Binary Match with Raku
[376] Published 21. December 2025.This is my response to The Weekly Challenge #352.
Challenge #352.1: Match String
Write a script to return all strings that are a substring of another word in the given array in the order they occur.
Example 1:
Input: @words = ("cat", "cats", "dog", "dogcat", "dogcat", "rat",
"ratcatdogcat")
Output: ("cat", "dog", "dogcat", "rat")
Input: @words = ("hello", "hell", "world", "wor", "ellow", "elloworld")
Output: ("hell", "world", "wor", "ellow")
Input: @words = ("a", "aa", "aaa", "aaaa")
Output: ("a", "aa", "aaa")
Input: @words = ("flower", "flow", "flight", "fl", "fli", "ig", "ght")
Output: ("flow", "fl", "fli", "ig", "ght")
Input: @words = ("car", "carpet", "carpenter", "pet", "enter", "pen",
"pent")
Output: ("car", "pet", "enter", "pen", "pent")
File: match-string
#! /usr/bin/env raku
unit sub MAIN (*@words where @words.elems > 0, # [1]
:v(:$verbose),
:d(:$duplicates)); # [2]
my @ok; # [3]
for @words -> $substring # [4]
{
for @words -> $word # [5]
{
next if $substring eq $word; # [6]
if $word ~~ /.$substring/ || $word ~~ /$substring./ # [7]
{
say ":Word '$substring' is a substring of '$word'" if $verbose;
@ok.push: $substring; # [8]
last; # ]8a]
}
}
}
say $duplicates # [9]
?? "(" ~ @ok.map({ '"' ~ $_ ~ '"' }).join(", ") ~ ")" # [9a]
!! "(" ~ @ok.unique.map({ '"' ~ $_ ~ '"' }).join(", ") ~ ")"; # [9b]
[1] At least one word (or string, rather).
[2] Allow duplicates in the output with this command line option.
[3] The result will end up here.
[4] Iterate over the words, used as the substring.
[5] Iterate over the words again, this time as the word to look for.
[6] Skip the situation where both loops have the same word.
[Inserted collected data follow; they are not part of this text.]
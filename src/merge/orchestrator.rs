//! Merge Orchestrator
//!
//! Drives one merge invocation through
//! `analyzing -> auto_merging -> conflict_resolving -> writing -> done`:
//!
//! 1. Acquire the `MergeLock` for the scope (the only step that can make the
//!    whole run fail besides setup I/O)
//! 2. Load baselines and captured worktree content from the timeline tracker
//!    and analyze every participant's edit
//! 3. Combine compatible edits per file, collecting conflicts
//! 4. Send eligible conflicts to the AI resolver, everything else to review
//! 5. Write fully resolved files atomically (skipped in dry-run)
//!
//! Per-file failures are recorded in the report and never abort sibling files.
//! Files with unresolved conflicts are left untouched.

use chrono::{DateTime, Utc};
use std::collections::{BTreeSet, HashSet};
use std::path::{Path, PathBuf};
use std::sync::{Arc, Mutex};
use std::time::Duration;

use crate::file_storage::{atomic_write, init_merge_storage};
use crate::merge::ai_resolver::{AiClient, AiResolver, CliAgentClient, ConflictContext};
use crate::merge::auto_merger::{AutoMerger, FilePlan};
use crate::merge::config::{MergeConfig, MergeConfigManager};
use crate::merge::error::{EngineResult, MergeError};
use crate::merge::line_endings::{self, LineEnding};
use crate::merge::lock::MergeLock;
use crate::merge::progress::{MergeStage, ProgressCallback, ProgressReporter};
use crate::merge::report::{FileMergeOutcome, FilePreview, MergePreview, MergeReport};
use crate::merge::semantic::SemanticAnalyzer;
use crate::merge::timeline::{FileTimelineTracker, TaskFileView};
use crate::merge::types::{
    participant_order, ConflictRegion, MergeDecision, MergeResult, MergeStrategy, TaskIntent,
    TaskSnapshot, LOCATION_FILE,
};
use crate::utils::lock_mutex_recover;

/// Participant id for main-line changes made after the tasks branched
pub const MAIN_PARTICIPANT: &str = "main";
This is not really needed, but it speeds up the loop slightly.
[7] Can we find the substring in the word, with either (at least) a character before or after it (or both)?
[8] If so, add the substring to the result.
[9] Pretty print the result, after getting rid of duplicates
(with unique) if not explicitly told otherwise.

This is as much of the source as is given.